Natürlich stellt sich aber auch die Frage wie mit den innerstaatlichen Problemen umgegangen werden kann. In Bezug auf die ethnische und religiöse Spaltung der Gesellschaft gibt es hier in Hinblick auf die politische Struktur und staatliche Ausgestaltung des Landes erste ernsthafte Konzepte. Diese sehen einen relativ föderalen Staatsaufbau (nach deutschem Vorbild) vor. Da die verschiedenen Bevölkerungsgruppen geographisch relativ getrennt voneinander leben, könnte so jede Gruppe einen relativ hohen Anteil an Selbstbestimmung im demokratisch regierten Irak ausüben. Natürlich kann man darüber hinaus im demokratischen Staatsmodell durch diverse „Justierungen“ des Systems eine möglichst gute Gesellschaftsrepräsentation realisieren. Hier muss auf die Ausgestaltung des Wahlrechts, die Möglichkeit von Referenden usw. verwiesen werden.
Auch in Bezug auf die Wahl des Staatsoberhauptes könnte eine eher unkonventionelle Lösung dienlich sein. Etwa könnte eine Verteilung der Posten des Staatspräsidenten, des Ministerpräsidenten usw. nach Konfessionszugehörigkeit erfolgen. Das politische System im Libanon könnte hier als Vorbild genommen werden. Das schweizer Regierungssystem könnte daneben ebenfalls als mögliches Vorbild fungieren.
In Bezug auf die Verteilung der Rohstoffe müssten in jedem Falle ebenfalls neue Mechanismen etabliert werden. Denn bekanntlich stammt ein Großteil des Ölreichtums aus dem Süden des Landes und bei ausbleibender Umverteilung würde es zumindest langfristig sehr wahrscheinlich zu neuen Konflikten kommen. Aus diesem Grund muss über eine Zentralregierung nachgedacht werden, welche unter anderem eine gerechte Verteilung der Staatseinnahmen garantieren kann. Möglicherweise könnten die Einnahmen etwa durch Verrechnung auf die Einwohnerzahlen der jeweiligen Föderalstaaten umverteilt werden. Weiterhin muss die Zentralregierung mit der Aufgabe betraut werden ein Auseinanderbrechen des Landes zu verhindern. Denn in diesem Falle würde das Gleichgewicht der verschiedenen Staaten im Nahen Osten gestört werden und neue Konflikte währen eine wahrscheinliche Konsequenz.

 

Eine weitere Herausforderung für einen friedvollen Irak wird daneben in der Stärkung und Entfaltung der irakischen Zivilgesellschaft bestehen. Zivilgesellschaft, was ist hier damit gemeint? Es bedeutet, dass sich Menschen in Vereinen, Verbänden und Interessenorganisationen organisieren und gemeinsam ihre Interessen artikulieren und vertreten. Dadurch wird eine Integrations-, Partizipations-, Innovations- und Stabilisierungsfunktion übernommen, ohne die eine Demokratie langfristig nicht funktionieren kann. Dies ist besonders aus zwei Gründen der Fall. Denn einerseits fungieren diese Gruppen als Mittler gegenüber dem Staat und durch diese engen Verbindungen wird die Möglichkeit von Repressionen und struktureller Gewalt durch den Staat sehr unwahrscheinlich. Zweitens werden auch Feindbilder und Konfliktpotentiale innerhalb der Gesellschaft stark reduziert.

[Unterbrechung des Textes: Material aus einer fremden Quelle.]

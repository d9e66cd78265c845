//! Character sources
//!
//! A [`CharSource`] is a forward-only cursor over text with bounded
//! lookahead. It is the only thing the lexical layer reads from.

/// Forward-only character cursor with lookahead
pub trait CharSource {
    /// Whether at least one unconsumed character remains
    fn has_next(&self) -> bool;

    /// Whether at least `length` unconsumed characters remain
    fn has_next_n(&self, length: usize) -> bool;

    /// Look at the `offset`-th unconsumed character without consuming it.
    ///
    /// Offsets are 1-based: `peek_at(1)` is what `next()` would return.
    /// Returns `None` for offset 0 or past the end of input.
    fn peek_at(&self, offset: usize) -> Option<char>;

    /// Consume and return the next character, `None` past the end of input
    fn next(&mut self) -> Option<char>;

    /// Byte offset of the next unconsumed character
    fn offset(&self) -> usize;
}

/// [`CharSource`] over a borrowed string
#[derive(Debug, Clone)]
pub struct StringSource<'a> {
    input: &'a str,
    pos: usize,
}

impl<'a> StringSource<'a> {
    /// Create a source positioned at the start of `input`
    pub fn new(input: &'a str) -> Self {
        Self { input, pos: 0 }
    }

    /// The full underlying text
    pub fn input(&self) -> &'a str {
        self.input
    }

    #[inline]
    fn rest(&self) -> &'a str {
        &self.input[self.pos..]
    }
}

impl CharSource for StringSource<'_> {
    #[inline]
    fn has_next(&self) -> bool {
        self.pos < self.input.len()
    }

    fn has_next_n(&self, length: usize) -> bool {
        length == 0 || self.rest().chars().nth(length - 1).is_some()
    }

    fn peek_at(&self, offset: usize) -> Option<char> {
        if offset == 0 {
            return None;
        }
        self.rest().chars().nth(offset - 1)
    }

    fn next(&mut self) -> Option<char> {
        let ch = self.rest().chars().next()?;
        self.pos += ch.len_utf8();
        Some(ch)
    }

    #[inline]
    fn offset(&self) -> usize {
        self.pos
    }
}
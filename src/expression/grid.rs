//! Dense 3-D result grids
//!
//! Cells are stored row-major with `x` outermost and `z` innermost. A cell
//! holds `Some(value)`, or `None` when evaluation failed at that point.

use serde::{Deserialize, Serialize};

/// Dense grid of evaluation results over an integer box
#[derive(Debug, Clone, PartialEq, Serialize, Deserialize)]
#[serde(try_from = "RawGrid<T>")]
#[serde(bound(deserialize = "T: Deserialize<'de>"))]
pub struct Grid<T> {
    origin: [i32; 3],
    shape: [usize; 3],
    cells: Vec<Option<T>>,
}

/// Unchecked serialized form of a [`Grid`]
#[derive(Deserialize)]
struct RawGrid<T> {
    origin: [i32; 3],
    shape: [usize; 3],
    cells: Vec<Option<T>>,
}

impl<T> TryFrom<RawGrid<T>> for Grid<T> {
    type Error = String;

    fn try_from(raw: RawGrid<T>) -> Result<Self, Self::Error> {
        let [nx, ny, nz] = raw.shape;
        let len = raw.cells.len();
        Grid::from_cells(raw.origin, raw.shape, raw.cells)
            .ok_or_else(|| format!("grid of shape {}x{}x{} cannot hold {} cells", nx, ny, nz, len))
    }
}

impl<T> Grid<T> {
    /// Assemble a grid from cells in row-major order.
    ///
    /// Returns `None` when the cell count does not match the shape.
    pub fn from_cells(origin: [i32; 3], shape: [usize; 3], cells: Vec<Option<T>>) -> Option<Self> {
        let expected = shape[0].checked_mul(shape[1])?.checked_mul(shape[2])?;
        (cells.len() == expected).then_some(Self {
            origin,
            shape,
            cells,
        })
    }

    /// Lowest `(x, y, z)` coordinate covered
    pub fn origin(&self) -> [i32; 3] {
        self.origin
    }

    /// Extent along x, y and z
    pub fn shape(&self) -> [usize; 3] {
        self.shape
    }

    /// Total number of cells
    pub fn len(&self) -> usize {
        self.cells.len()
    }

    /// Does the grid have no cells?
    pub fn is_empty(&self) -> bool {
        self.cells.is_empty()
    }

    fn index(&self, i: usize, j: usize, k: usize) -> Option<usize> {
        let [nx, ny, nz] = self.shape;
        (i < nx && j < ny && k < nz).then(|| (i * ny + j) * nz + k)
    }

    /// Cell at offsets `(i, j, k)` from the origin.
    ///
    /// The outer `None` means out of bounds; the inner `None` is an
    /// undefined cell.
    pub fn cell(&self, i: usize, j: usize, k: usize) -> Option<&Option<T>> {
        self.index(i, j, k).map(|index| &self.cells[index])
    }

    /// Value at offsets `(i, j, k)`, `None` if undefined or out of bounds
    pub fn get(&self, i: usize, j: usize, k: usize) -> Option<&T> {
        self.cell(i, j, k).and_then(Option::as_ref)
    }

    /// Value at absolute coordinates `(x, y, z)`
    pub fn at(&self, x: i32, y: i32, z: i32) -> Option<&T> {
        let offset = |value: i32, origin: i32| usize::try_from(i64::from(value) - i64::from(origin)).ok();
        self.get(
            offset(x, self.origin[0])?,
            offset(y, self.origin[1])?,
            offset(z, self.origin[2])?,
        )
    }

    /// All cells in row-major order
    pub fn cells(&self) -> &[Option<T>] {
        &self.cells
    }

    /// Cells with their absolute `(x, y, z)` coordinates
    pub fn iter(&self) -> impl Iterator<Item = ([i32; 3], Option<&T>)> + '_ {
        let [_, ny, nz] = self.shape;
        self.cells.iter().enumerate().map(move |(index, cell)| {
            let k = index % nz;
            let j = (index / nz) % ny;
            let i = index / (ny * nz);
            let coord = |origin: i32, offset: usize| (i64::from(origin) + offset as i64) as i32;
            (
                [
                    coord(self.origin[0], i),
                    coord(self.origin[1], j),
                    coord(self.origin[2], k),
                ],
                cell.as_ref(),
            )
        })
    }

    /// Number of undefined cells
    pub fn undefined_count(&self) -> usize {
        self.cells.iter().filter(|cell| cell.is_none()).count()
    }

    /// Transform every defined value
    pub fn map<U>(&self, mut f: impl FnMut(&T) -> U) -> Grid<U> {
        Grid {
            origin: self.origin,
            shape: self.shape,
            cells: self.cells.iter().map(|cell| cell.as_ref().map(&mut f)).collect(),
        }
    }

    /// Nested JSON arrays `[x][y][z]`, `null` for undefined cells
    pub fn to_json_with(&self, mut f: impl FnMut(&T) -> serde_json::Value) -> serde_json::Value {
        let [nx, ny, nz] = self.shape;
        let mut cells = self.cells.iter();
        let mut next = || match cells.next() {
            Some(Some(value)) => f(value),
            _ => serde_json::Value::Null,
        };
        serde_json::Value::Array(
            (0..nx)
                .map(|_| {
                    serde_json::Value::Array(
                        (0..ny)
                            .map(|_| serde_json::Value::Array((0..nz).map(|_| next()).collect()))
                            .collect(),
                    )
                })
                .collect(),
        )
    }
}

impl<T: Clone> Grid<T> {
    /// Copy into nested vectors indexed `[i][j][k]`
    pub fn to_nested(&self) -> Vec<Vec<Vec<Option<T>>>> {
        let [nx, ny, nz] = self.shape;
        (0..nx)
            .map(|i| {
                (0..ny)
                    .map(|j| {
                        let start = (i * ny + j) * nz;
                        self.cells[start..start + nz].to_vec()
                    })
                    .collect()
            })
            .collect()
    }
}

#[cfg(test)]
mod tests {
    use super::*;

    fn sample() -> Grid<i32> {
        // x in -1..=0, y in 0..=1, z in 5..=5
        Grid::from_cells([-1, 0, 5], [2, 2, 1], vec![Some(1), None, Some(3), Some(4)]).unwrap()
    }

    #[test]
    fn test_from_cells_checks_shape() {
        assert!(Grid::<i32>::from_cells([0, 0, 0], [2, 2, 2], vec![None; 7]).is_none());
        assert!(Grid::<i32>::from_cells([0, 0, 0], [0, 3, 3], vec![]).is_some());
    }

    #[test]
    fn test_indexing() {
        let grid = sample();
        assert_eq!(grid.get(0, 0, 0), Some(&1));
        assert_eq!(grid.get(0, 1, 0), None);
        assert_eq!(grid.cell(0, 1, 0), Some(&None));
        assert_eq!(grid.cell(2, 0, 0), None);
        assert_eq!(grid.at(0, 1, 5), Some(&4));
        assert_eq!(grid.at(-2, 0, 5), None);
        assert_eq!(grid.undefined_count(), 1);
        assert_eq!(grid.len(), 4);
    }

    #[test]
    fn test_iter_coordinates() {
        let coords: Vec<[i32; 3]> = sample().iter().map(|(c, _)| c).collect();
        assert_eq!(coords, vec![[-1, 0, 5], [-1, 1, 5], [0, 0, 5], [0, 1, 5]]);
    }

    #[test]
    fn test_to_nested() {
        let nested = sample().to_nested();
        assert_eq!(nested, vec![vec![vec![Some(1)], vec![None]], vec![vec![Some(3)], vec![Some(4)]]]);
    }

    #[test]
    fn test_to_json_with() {
        let json = sample().to_json_with(|v| serde_json::json!(v));
        assert_eq!(json.to_string(), "[[[1],[null]],[[3],[4]]]");
    }

    #[test]
    fn test_deserialize_checks_shape() {
        let json = r#"{"origin":[0,0,0],"shape":[2,1,1],"cells":[1]}"#;
        let err = serde_json::from_str::<Grid<i32>>(json).unwrap_err();
        assert!(err.to_string().contains("cannot hold 1 cells"));

        let json = r#"{"origin":[0,0,0],"shape":[2,1,1],"cells":[1,null]}"#;
        let grid: Grid<i32> = serde_json::from_str(json).unwrap();
        assert_eq!(grid.get(0, 0, 0), Some(&1));
        assert_eq!(grid.get(1, 0, 0), None);
    }

    #[test]
    fn test_serde_round_trip() {
        let json = serde_json::to_string(&sample()).unwrap();
        assert_eq!(serde_json::from_str::<Grid<i32>>(&json).unwrap(), sample());
    }

    #[test]
    fn test_map() {
        let doubled = sample().map(|v| v * 2);
        assert_eq!(doubled.get(1, 1, 0), Some(&8));
        assert_eq!(doubled.undefined_count(), 1);
    }
}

Nun stellt sich natürlich die Frage, warum es im Irak bisher keine starke Zivilgesellschaft gab. Saddam Husseins Regime war über Jahrzehnte nicht an der Entwicklung einer starken Zivilgesellschaft interessiert, da sie natürlich auch die Gefahr politischer Oppositionen birgt. Deshalb verwendete das Regime viel Energie darauf, das Aufkommen einer solchen zu unterbinden. Dies erfolgte durch Alimentierung, Patronage oder auch durch Verbote. Im Nachkriegsirak ist es deshalb besonders wichtig, mit dieser Tradition zu brechen und den Aufbau zivilgesellschaftlicher Strukturen aktiv zu unterstützen. Die beiden irakischen Organisationen namens Al- Amal und Laonf (Links im Anhang) sind zwei erste erfreuliche Belege für diese Entwicklung. 


Abschließend muss auch über die Einsetzung einer befristeten internationalen Friedensmission unter der Führung der UN nachgedacht werden. Denn momentan ist der Irak noch zu gespalten, um diese tiefgreifenden staatlichen Umstrukturierungen aus eigener Kraft abzusichern. Allerdings wäre dies ohne die tatkräftige Unterstützung der USA kaum durchführbar.